Marktberichte

Inside Wall Street Yahoo-Chef unter Feuer

Die Börsenkolumne aus New York, von Lars Halter

Eric Jackson hat einen Traum. Oder zumindest einen Plan, den er "Plan B" nennt und der besser sein soll, als was auch immer derzeit dem Management von Yahoo zugrunde liegt. Bei der Aktionärsversammlung am Dienstag tritt Jackson für eine Restrukturierung bei dem lahmenden Internetriesen ein, für die Entmachtung von CEO Terry Semel und, wer weiß, ein wenig vielleicht für einen Sitz im Vorstand. Doch das wäre dann wieder mehr Traum als Plan.

Denn in das „Board der Onlinefirma wird man Jackson wohl kaum berufen. Auch sonst dürften nicht viele Außenstehende als Vertreter der Aktionäre offiziell zu Amt und Würden kommen. Das ist schlicht und einfach nicht üblich, auch wenn es in Einzelfällen schon geklappt hat.

Als Teilerfolg würde Jackson aber schon feiern, wenn am Dienstag der Abschied von Terry Semel vorbereitet wird. Der steht seit 2001 an der Unternehmensspitze und ist dort nicht besonders erfolgreich. Die Konkurrenz rast Yahoo davon. In allen direkten Vergleichen sind die anderen besser, vor allem Google. So hat Yahoo im Suchmaschinenbereich einen Marktanteil von 22 Prozent, Google kommt auf 55 Prozent. Yahoos Wachstum im vergangenen Jahr betrug 28 Prozent, deutlich weniger als die 42 Prozent bei Google.

Die wichtigste Statistik für Anleger ist jedoch der Aktienkurs. Da hat Yahoo auf Sicht von zwölf Monaten 10 Prozent verloren, während Google auf ein Plus von 30 Prozent blickt.

Dass CEO Terry Semel für eine derart schwache Performance ein Jahresgehalt von mehr als 100 Mio. Dollar samt Optionen kassiert, stößt auf Protest bei den Anteilseignern. Viele darunter Eric Jackson haben sich bei Youtube und in Blogs bereits vor der Versammlung am Dienstag abgesprochen und Eingaben vorbereitet. Andere vertrauen einfach auf die Macht, die mit ihrem Ruf kommt, darunter vor allem die großen Beraterfirmen, die Semels Gehalt ebenso kritisieren wie die Aktivisten unter den Anlegern.

Nun soll Semel gehen. Manche möchten ihn durch Finanzchefin Susan Decker ersetzen, andere hoffen aus frischen Wind von außen.
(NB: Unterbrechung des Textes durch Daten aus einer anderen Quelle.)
//! Bucle de fondo que aplica ticks a las tareas registradas.
use log::{debug, error, info, warn};
use std::collections::HashMap;
use std::time::Duration;
use tokio::sync::watch;
use tokio::time::Instant;

use crate::errors::{CoreError, StoreError};
use crate::scheduler::CycleScheduler;
use crate::stage::StageServices;
use crate::store::blocking;
use crate::task::TaskRepository;

#[derive(Debug, Clone, PartialEq, Eq)]
pub struct PollerSettings {
    /// Límite de admisión: tareas en `running` a la vez.
    pub max_running_tasks: usize,
    /// Separación mínima entre dos ticks de la misma tarea.
    pub min_update_interval: Duration,
    /// Pausa entre pasadas.
    pub pass_interval: Duration,
    /// Fallos de almacén seguidos que detienen el bucle.
    pub max_consecutive_failures: u32,
}

impl Default for PollerSettings {
    fn default() -> Self {
        Self { max_running_tasks: 1000,
               min_update_interval: Duration::from_millis(1000),
               pass_interval: Duration::from_millis(500),
               max_consecutive_failures: 3 }
    }
}

#[derive(Debug, Clone, Copy, Default, PartialEq, Eq)]
pub struct PassReport {
    pub ticked: usize,
    pub skipped: usize,
    pub retired: usize,
    pub admitted: usize,
    /// Tareas con registro ilegible sacadas de `running`.
    pub dropped: usize,
}

pub struct Poller {
    repo: TaskRepository,
    scheduler: CycleScheduler,
    services: StageServices,
    settings: PollerSettings,
    last_tick: HashMap<u64, Instant>,
}

impl Poller {
    pub fn new(repo: TaskRepository, scheduler: CycleScheduler, services: StageServices, settings: PollerSettings) -> Self {
        Self { repo,
               scheduler,
               services,
               settings,
               last_tick: HashMap::new() }
    }

    /// Operación del repositorio fuera del runtime async.
    async fn with_repo<T, F>(&self, op: F) -> Result<T, StoreError>
        where F: FnOnce(&TaskRepository) -> Result<T, StoreError> + Send + 'static,
              T: Send + 'static
    {
        let repo = self.repo.clone();
        blocking(move || op(&repo)).await
    }

    /// Una pasada: tick de las tareas en curso, retiro de las terminales y
    /// admisión de pendientes hasta el límite.
    ///
    /// Una tarea cuyo registro no se puede decodificar sale del registro
    /// activo sin detener la pasada.
    pub async fn run_pass(&mut self) -> Result<PassReport, CoreError> {
        let mut report = PassReport::default();
        let ctx = self.services.context();

        for id in self.with_repo(|r| r.running_ids()).await? {
            let now = Instant::now();
            if let Some(last) = self.last_tick.get(&id) {
                if now.duration_since(*last) < self.settings.min_update_interval {
                    report.skipped += 1;
                    continue;
                }
            }

            let mut task = match self.with_repo(move |r| r.find(id)).await {
                Ok(Some(task)) => task,
                Ok(None) => {
                    warn!("registered task without data task_id={}", id);
                    self.with_repo(move |r| r.forget(id)).await?;
                    self.last_tick.remove(&id);
                    continue;
                }
                Err(StoreError::Codec(e)) => {
                    error!("undecodable task dropped from registry task_id={} error={}", id, e);
                    self.with_repo(move |r| r.forget(id)).await?;
                    self.last_tick.remove(&id);
                    report.dropped += 1;
                    continue;
                }
                Err(e) => return Err(e.into()),
            };

            self.scheduler.tick(&mut task, &ctx).await;
            let task = self.with_repo(move |r| r.save(&task).map(|_| task)).await?;
            self.last_tick.insert(id, now);
            report.ticked += 1;

            if task.is_terminal() {
                self.with_repo(move |r| r.retire(id)).await?;
                self.last_tick.remove(&id);
                report.retired += 1;
            }
        }

        let limit = self.settings.max_running_tasks;
        report.admitted = self.with_repo(move |r| {
                                  let running = r.running_ids()?.len();
                                  if running < limit {
                                      r.admit(limit - running).map(|ids| ids.len())
                                  } else {
                                      Ok(0)
                                  }
                              })
                              .await?;
        if report != PassReport::default() {
            debug!("poller pass ticked={} skipped={} retired={} admitted={} dropped={}",
                   report.ticked, report.skipped, report.retired, report.admitted, report.dropped);
        }
        Ok(report)
    }

    /// Ejecuta pasadas hasta recibir `true` por `shutdown` o acumular
    /// demasiados fallos seguidos.
    pub async fn run(mut self, mut shutdown: watch::Receiver<bool>) -> Result<(), CoreError> {
        info!("poller started max_running_tasks={} min_update_interval_ms={}",
              self.settings.max_running_tasks,
              self.settings.min_update_interval.as_millis());
        let mut failures = 0u32;
        loop {
            if *shutdown.borrow() {
                break;
            }
            match self.run_pass().await {
                Ok(_) => failures = 0,
                // sólo un backend caído cuenta para abortar
                Err(e @ CoreError::Store(StoreError::Backend(_))) => {
                    failures += 1;
                    error!("poller pass failed attempt={} error={}", failures, e);
                    if failures >= self.settings.max_consecutive_failures {
                        return Err(e);
                    }
                }
                Err(e) => error!("poller pass failed error={}", e),
            }
            tokio::select! {
                _ = tokio::time::sleep(self.settings.pass_interval) => {}
                changed = shutdown.changed() => {
                    if changed.is_err() {
                        break;
                    }
                }
            }
        }
        info!("poller stopped");
        Ok(())
    }
}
Der ist bitter nötig, zumal in den letzten Monaten unter Semels unglücklichem Zepter 17 Top-Manager das Weite gesucht haben und Yahoo unter einem dramatischen „Brain-Drain leidet.

Die, die geblieben sind, kämpfen täglich gegen ein Betriebsklima, in dem kaum Fortschritt möglich scheint. In einem Memo, das vor einem halben Jahr an die Presse kam, kritisiert ein Vizepräsident, Yahoo habe sich zu breit verteilt und habe in keinem Bereich mehr eine tiefgreifende Kompetenz oder Marktposition. Prozesse seien außerdem zu bürokratisch geworden, man brauche dringend eine Reform.

Die scheint nicht voranzukommen, solange Terry Semel die Zügel in der Hand hält. Aktionäre schauen am Dienstag auf die Yahoo-Konferenz und hoffen auf Signale aus dem Management, die über den internen Reformwillen Aufschluss geben. In den nächsten Tagen wird sich zeigen, ob Anleger nur auf wirklich radikale Schritte reagieren, oder ob sie sich zumindest für einige Zeit auch mit weniger drastischen Maßnahman abfinden können, die den Shareholder Value erhöhen würden. Unter den weniger umstrittenen Vorlagen am Dienstag sind eine Beschleunigung eines ohnehin bereits angekündigten Aktienrückkaufs und die Zahlung einer Dividende.